In the name of sustainability, powerful “Foundations” inherit the mantle of empire. They turn living cultures into museums, elders into photo opportunities, and rituals into decorative prayers for conferences. They host gatherings with Indigenous leaders dressed in regalia, a choreography of symbolic inclusion that conceals systemic exclusion. It is the old colonial theatre restaged under the lights of “philanthropy.”
-- Jay Naidoo
The excerpt above, from an article by the South African elder Jay Naidoo, speaks to why I sometimes cringe when a conference trots out an indigenous person to invoke the Four Directions before everyone settles into their auditorium seats for the business of the day. We are treated, perhaps, to a song in a native language, and a lesson about the sacred hoop of life; then the indigenous person exits the stage, or everyone exits the circle and returns to the auditorium, and we resume the timetabled agenda of speakers and slide shows, panels and breakout sessions, metrics and solutions.
My visceral response to indigenous songs and ceremonies is quite different when I witness them in their natural context, entering into their reality as a humble and honest guest.
Yet, I am not quite as cynical as Jay Naidoo seems to be in the article. I also recognize a sincere striving among those NGOs and conference organizers, a genuine impulse to reach beyond their familiar ways. On some level, they recognize the inadequacy of their inherited means, methods, and mindsets to meet the present crisis of civilization. But often, this striving devolves into mere “inclusion.” Indigenous females and queer non-binary persons of color may replace white males on the stage, but replacing parts does not change the workings of the machine.
The structures and unconscious habits of the machine easily hijack the best intentions of inclusion. The physical spaces of conference rooms, and especially the electronic spaces of virtual gatherings, reinforce those habits. They induce familiar ways of thinking: mechanical, abstract, disembodied. The organic intelligence of the cosmos seems, in those spaces, theoretical.
Some understandings are difficult to have indoors or while staring at a screen. They seem wishful, fanciful, delusional. Outdoors in the rain forest or the desert or on a sailboat, they are as obvious as the sun.
That’s why bringing indigenous people into boardrooms and conference stages won’t change things much. Certainly it is better than excluding them, but we want to do more than replace the operators of the world-destroying machine with new ones of different colors.

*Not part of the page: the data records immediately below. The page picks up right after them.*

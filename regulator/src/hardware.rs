//! Transports for the BeagleBone board: an ADC on SPI for pressure and GPIO
//! lines for the valve relays.

use crate::{
  error::{RegulatorError, RegulatorResult},
  transport::{ActuatorTransport, SensorTransport},
};
use common::comm::gpio::{
  Gpio, Pin, PinMode, PinValue, GPIO_CONTROLLER_COUNT, PINS_PER_CONTROLLER,
};
use jeflog::{fail, warn};
use once_cell::sync::OnceCell;
use spidev::{
  spidevioctl::SpidevTransfer, SpiModeFlags, Spidev, SpidevOptions,
};
use std::{collections::HashMap, io};

/// Reads the most recent conversion without a start command.
const RDATA: u8 = 0x12;

static GPIO_CONTROLLERS: OnceCell<Vec<Gpio>> = OnceCell::new();

fn gpio_controllers() -> io::Result<&'static [Gpio]> {
  GPIO_CONTROLLERS
    .get_or_try_init(|| {
      (0..GPIO_CONTROLLER_COUNT).map(Gpio::open_controller).collect()
    })
    .map(Vec::as_slice)
}

fn open_spi(bus: &str) -> io::Result<Spidev> {
  let mut spi = Spidev::open(bus)?;
  let options = SpidevOptions::new()
    .bits_per_word(8)
    .max_speed_hz(10_000_000)
    .lsb_first(false)
    .mode(SpiModeFlags::SPI_MODE_1)
    .build();
  spi.configure(&options)?;
  Ok(spi)
}

/// Pressure transducer behind a 16-bit ADC on a spidev bus.
pub struct SpiPressureSensor {
  bus: String,
  spi: Option<Spidev>,
}

impl SpiPressureSensor {
  /// Opens `bus` (such as `/dev/spidev0.0`).
  pub fn open(bus: &str) -> RegulatorResult<Self> {
    let spi = open_spi(bus)
      .map_err(|error| RegulatorError::Hardware(format!("{bus}: {error}")))?;

    Ok(SpiPressureSensor {
      bus: bus.to_owned(),
      spi: Some(spi),
    })
  }

  fn read_code(spi: &Spidev) -> io::Result<i16> {
    let mut tx_buf = [RDATA, 0x00, 0x00];
    let mut rx_buf = [0x00; 3];

    let mut transfer = SpidevTransfer::read_write(&mut tx_buf, &mut rx_buf);
    spi.transfer(&mut transfer)?;

    Ok(i16::from_be_bytes([rx_buf[1], rx_buf[2]]))
  }
}

impl SensorTransport for SpiPressureSensor {
  fn read_normalized(&mut self) -> Option<f64> {
    if self.spi.is_none() {
      match open_spi(&self.bus) {
        Ok(spi) => self.spi = Some(spi),
        Err(error) => {
          warn!("Could not reopen {}: {error}.", self.bus);
          return None;
        }
      }
    }

    let spi = self.spi.as_ref()?;

    match Self::read_code(spi) {
      Ok(code) => Some(f64::from(code) / f64::from(i16::MAX)),
      Err(error) => {
        fail!("SPI read on {} failed: {error}.", self.bus);
        self.spi = None;
        None
      }
    }
  }

  fn is_available(&self) -> bool {
    self.spi.is_some()
  }

  fn release(&mut self) {
    self.spi = None;
  }
}

/// Valve relays on GPIO pins, addressed by channel number.
pub struct GpioValves {
  pins: HashMap<u32, Pin>,
}

impl GpioValves {
  /// Claims one output pin per channel. Pins are numbered globally, so
  /// channel 9 is pin 9 of controller 0 and channel 42 is pin 10 of
  /// controller 1.
  pub fn open(channels: &[u32]) -> RegulatorResult<Self> {
    let controllers = gpio_controllers()
      .map_err(|error| RegulatorError::Hardware(format!("GPIO: {error}")))?;

    let mut pins = HashMap::new();

    for &channel in channels {
      let index = channel as usize;
      let controller = controllers
        .get(index / PINS_PER_CONTROLLER)
        .ok_or_else(|| {
          RegulatorError::Hardware(format!("no GPIO line for channel {channel}"))
        })?;

      let mut pin = controller
        .get_pin(index % PINS_PER_CONTROLLER)
        .map_err(|error| RegulatorError::Hardware(error.to_string()))?;

      pin.mode(PinMode::Output);
      pin.digital_write(PinValue::Low);
      pins.insert(channel, pin);
    }

    Ok(GpioValves { pins })
  }
}

impl ActuatorTransport for GpioValves {
  fn write_digital(&mut self, channel: u32, high: bool) {
    match self.pins.get_mut(&channel) {
      Some(pin) => pin.digital_write(PinValue::from(high)),
      None => warn!("No GPIO pin claimed for channel {channel}."),
    }
  }

  fn is_open(&self) -> bool {
    !self.pins.is_empty()
  }
}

We think the drivers drive the machine, but it is much more true that the machine drives the drivers. They conform to the roles that the system dictates. Stick me in a backhoe and I will learn to work the controls.
Take someone out of the rain forest and plug them into suburban America, and soon they will behave like a suburban American. Plug them into corporate boards or government ministries, and soon they will behave like corporate directors and government ministers. Certainly they can bring their original values with them, just as you can plant coastal shrubs in inland soil, but they will wither there.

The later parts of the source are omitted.